Available records
......

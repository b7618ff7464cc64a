//! Dump endpoint handler.
//!
//! `GET /dump?hours=&threshold=&force=&format=` returns the recorded per-uid
//! history. `hours=0` (the default) returns everything that is stored.

use axum::{
    extract::{Query, State},
    http::StatusCode,
    response::{IntoResponse, Response},
};
use serde::Deserialize;
use tracing::{debug, error, instrument};

use crate::render::render_history_text;
use crate::state::SharedState;

/// Query parameters for the dump endpoint.
#[derive(Deserialize, Debug, Default)]
pub struct DumpQuery {
    pub hours: Option<f64>,
    pub threshold: Option<u64>,
    pub force: Option<bool>,
    pub format: Option<String>,
}

fn bad_request(message: String) -> Response {
    (
        StatusCode::BAD_REQUEST,
        [("Content-Type", "text/plain; charset=utf-8")],
        message,
    )
        .into_response()
}

/// Handler for the /dump endpoint.
#[instrument(skip(state))]
pub async fn dump_handler(
    State(state): State<SharedState>,
    Query(query): Query<DumpQuery>,
) -> Response {
    let hours = query.hours.unwrap_or(0.0);
    if !hours.is_finite() || hours < 0.0 {
        return bad_request(format!("hours must be a non-negative number, got {}", hours));
    }
    let threshold = query.threshold.unwrap_or(0);
    let force = query.force.unwrap_or(false);
    let as_json = match query.format.as_deref() {
        None | Some("text") => false,
        Some("json") => true,
        Some(other) => return bad_request(format!("unknown format '{}', use text or json", other)),
    };

    debug!(
        "Processing /dump request: hours={}, threshold={}, force={}",
        hours, threshold, force
    );

    // A forced dump runs a full report cycle under the monitor lock.
    let monitor = state.monitor.clone();
    let history = match tokio::task::spawn_blocking(move || monitor.dump(hours, threshold, force)).await {
        Ok(history) => history,
        Err(e) => {
            error!("Dump task failed: {}", e);
            return (StatusCode::INTERNAL_SERVER_ERROR, "Dump failed").into_response();
        }
    };

    if as_json {
        match serde_json::to_string_pretty(&history) {
            Ok(body) => (
                StatusCode::OK,
                [("Content-Type", "application/json")],
                body,
            )
                .into_response(),
            Err(e) => {
                error!("Failed to serialize dump: {}", e);
                (StatusCode::INTERNAL_SERVER_ERROR, "Failed to serialize dump").into_response()
            }
        }
    } else {
        (
            StatusCode::OK,
            [("Content-Type", "text/plain; charset=utf-8")],
            render_history_text(&history),
        )
            .into_response()
    }
}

......

Exercise instructions
Determine how many lines in the listing above hold the string "monitor", then write only the number.

Output of the task
3